Aziende spolpate, vent’anni di carcere
Patteggiano i 7 membri dell’organizzazione. In prigione i capi, Anello e Garruzzo, ritenuti dall’accusa vicini alla ’ndrangheta
JESOLO. Sette patteggiamenti per un totale di 20 anni e 6 mesi di reclusione e il respingimento, con una sola eccezione, della richiesta di revoca delle misure restrittive.
Si è concluso così ieri, in tribunale a Venezia, il principale capitolo dell’inchiesta condotta dalla Direzione investigativa antimafia (Dia) e coordinata dalla pm Paola Tonini nei confronti di un organizzazione - di cui alcuni esponenti di origine calabrese ritenuti vicini alla ’ndrangheta - specializzata nell’acquistare aziende in crisi per riciclare soldi sporchi e ordinare beni le cui ricche fatture, con il fallimento pilotato delle aziende, non venivano poi saldate ai fornitori. L’accordo sui patteggiamento a carico dei vertici dell’organizzazione criminale - ma ci sono altri sessanta indagati, le indagini proseguono - è stato raggiunto nell’udienza di ieri davanti al giudice Gilberto Stigliano Messuti. Sette le persone accusate di associazione per delinquere, bancarotta fallimentare, violenza privata - ma è caduta l’aggravante del metodo mafioso - indebito utilizzo delle carte di credito, ricettazione. Hanno patteggiato 4 anni ciascuno i due vertici dell’organizzazione: sono Antonio Anello (avvocati Antonio Muscimarro e Renato Alberini), ritenuto vicino alla cosca calabrese dei Fiarè e Michelangelo Garruzzo (avvocati Giuseppe Muzzupappa e Giorgio Pietramala), 56enne di Rosarno e domiciliato a Meduna di Livenza ritenuto vicino alla cosca dei Pesce. Pene più lievi per gli altri sodali dell’organizzazione, compresi i figli dei capi. Domenica Anello (32, di Catanzaro): 3 anni. Salvatore Garruzzo (31, di Oderzo): 2 anni, pena sospesa. Carmelo Garruzzo (Rosarno, 46 anni): 2 anni. Rocco Pellegrino (34, Catanzaro): 3 anni. Silvana Fiucci, (71, di Pescara): 2 anni e 6 mesi. I quattro - escluso Salvatore Garruzzo, pena è sospesa - sono ora costretti all’obbligo di firma o dimora, come stabilito dall’ordinanza di custodia del giudice, a marzo. Una decisione contro la quale la Tonini aveva presentato istanza al Riesame: i giudici avevano quindi deciso per i domiciliari, misure che saranno eseguite solo dopo che si concluderà il ricorso per Cassazione della difesa.

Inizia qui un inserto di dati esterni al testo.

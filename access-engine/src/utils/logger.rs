//! Logging Infrastructure
//!
//! Structured logging setup with support for both development and production environments
//! Features:
//! - Daily rotating application logs (deleted after 14 days)
//! - Permanent security logs (permission denials, super-admin grants; never deleted)

use std::fs;
use std::path::Path;
use tracing_appender::rolling::{RollingFileAppender, Rotation};
use tracing_subscriber::{EnvFilter, Layer, fmt, layer::SubscriberExt, util::SubscriberInitExt};

/// Application logs older than this are removed by [`cleanup_old_logs`]
pub const APP_LOG_RETENTION_DAYS: i64 = 14;

/// Clean up old application log files (older than 14 days)
///
/// Returns the number of deleted files.
pub fn cleanup_old_logs(log_dir: &Path) -> anyhow::Result<usize> {
    let cutoff = chrono::Local::now().date_naive() - chrono::Duration::days(APP_LOG_RETENTION_DAYS);

    let app_log_dir = log_dir.join("app");
    if !app_log_dir.exists() {
        return Ok(0);
    }

    let mut deleted = 0;
    for entry in fs::read_dir(app_log_dir)? {
        let path = entry?.path();
        let Some(name) = path.file_name().and_then(|n| n.to_str()) else {
            continue;
        };

        // Match app.YYYY-MM-DD (tracing-appender daily naming)
        let Some(date_part) = name.strip_prefix("app.") else {
            continue;
        };
        if let Ok(date) = chrono::NaiveDate::parse_from_str(date_part, "%Y-%m-%d")
            && date < cutoff
        {
            fs::remove_file(&path)?;
            deleted += 1;
            tracing::info!(file = %name, "Deleted old log file");
        }
    }

    Ok(deleted)
}

/// Initialize console-only logging
pub fn init_logger(level: &str, json_format: bool) -> anyhow::Result<()> {
    init_logger_with_file(level, json_format, None)
}

/// Initialize the logging system with daily rotating logs
///
/// # Arguments
/// * `level` - Log level (e.g., "info", "debug", "warn"); `RUST_LOG` wins when set
/// * `json_format` - Whether to use JSON format (true for production, false for development)
/// * `log_dir` - Optional directory for file logging (e.g., Some("./work_dir/logs"))
pub fn init_logger_with_file(
    level: &str,
    json_format: bool,
    log_dir: Option<&str>,
) -> anyhow::Result<()> {
    let env_filter = EnvFilter::try_from_default_env().unwrap_or_else(|_| EnvFilter::new(level));

    let console_layer = if json_format {
        fmt::layer()
            .json()
            .with_target(true)
            .with_current_span(true)
            .with_thread_ids(true)
            .with_file(true)
            .with_line_number(true)
            .boxed()
    } else {
        fmt::layer()
            .with_target(true)
            .with_thread_ids(false)
            .with_file(true)
            .with_line_number(true)
            .boxed()
    };

    let Some(dir) = log_dir else {
        tracing_subscriber::registry()
            .with(env_filter)
            .with(console_layer)
            .try_init()?;
        return Ok(());
    };

    let log_dir = Path::new(dir);
    let app_log_dir = log_dir.join("app");
    let security_log_dir = log_dir.join("security");
    fs::create_dir_all(&app_log_dir)?;
    fs::create_dir_all(&security_log_dir)?;

    // Only log to app file if target is NOT "security"
    let app_log = RollingFileAppender::new(Rotation::DAILY, app_log_dir, "app");
    let app_layer = fmt::layer()
        .json()
        .with_target(true)
        .with_file(true)
        .with_line_number(true)
        .with_writer(std::sync::Mutex::new(app_log))
        .with_filter(tracing_subscriber::filter::filter_fn(|meta| {
            meta.target() != "security"
        }));

    // Permanent security logs (never deleted)
    let security_log = RollingFileAppender::new(Rotation::DAILY, security_log_dir, "security");
    let security_layer = fmt::layer()
        .json()
        .with_target(true)
        .with_writer(std::sync::Mutex::new(security_log))
        .with_filter(tracing_subscriber::filter::filter_fn(|meta| {
            meta.target() == "security"
        }));

    tracing_subscriber::registry()
        .with(env_filter)
        .with(console_layer)
        .with(app_layer)
        .with(security_layer)
        .try_init()?;

    let deleted = cleanup_old_logs(log_dir)?;
    if deleted > 0 {
        tracing::info!(deleted, "Removed expired application logs");
    }

    Ok(())
}

#[cfg(test)]
mod tests {
    use super::*;

    #[test]
    fn test_cleanup_removes_only_expired_app_logs() {
        let dir = tempfile::tempdir().unwrap();
        let app_dir = dir.path().join("app");
        fs::create_dir_all(&app_dir).unwrap();

        let today = chrono::Local::now().date_naive();
        let old = today - chrono::Duration::days(APP_LOG_RETENTION_DAYS + 3);
        let fresh = today - chrono::Duration::days(1);

        let old_file = app_dir.join(format!("app.{}", old.format("%Y-%m-%d")));
        let fresh_file = app_dir.join(format!("app.{}", fresh.format("%Y-%m-%d")));
        let other_file = app_dir.join("notes.txt");
        for f in [&old_file, &fresh_file, &other_file] {
            fs::write(f, b"x").unwrap();
        }

        let deleted = cleanup_old_logs(dir.path()).unwrap();
        assert_eq!(deleted, 1);
        assert!(!old_file.exists());
        assert!(fresh_file.exists());
        assert!(other_file.exists());
    }

    #[test]
    fn test_cleanup_without_app_dir() {
        let dir = tempfile::tempdir().unwrap();
        assert_eq!(cleanup_old_logs(dir.path()).unwrap(), 0);
    }
}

Attraverso le società acquisite, venivano messe a segno truffe ai danni di fornitori, istituti di credito e finanziari: i prodotti che venivano ordinati e poi consegnati dai fornitori non venivano pagati. E per evitare la reazione degli stessi truffati la ditta veniva fatta fallire per bancarotta in 90 giorni. Centocinquanta le imprese truffate tra Veneto e Friuli occidentale per un giro di 12 milioni, di cui 5 ai danni di imprese alimentari, 2 nei confronti di istituti bancari (attraverso leasing per acquisti di beni mobili inesistenti), 1 nei confronti di società petrolifere (indebito utilizzo di carte carburanti) più una bancarotta fraudolenta per circa 5 milioni di euro relativo all’azienda Chinellato di Marcon.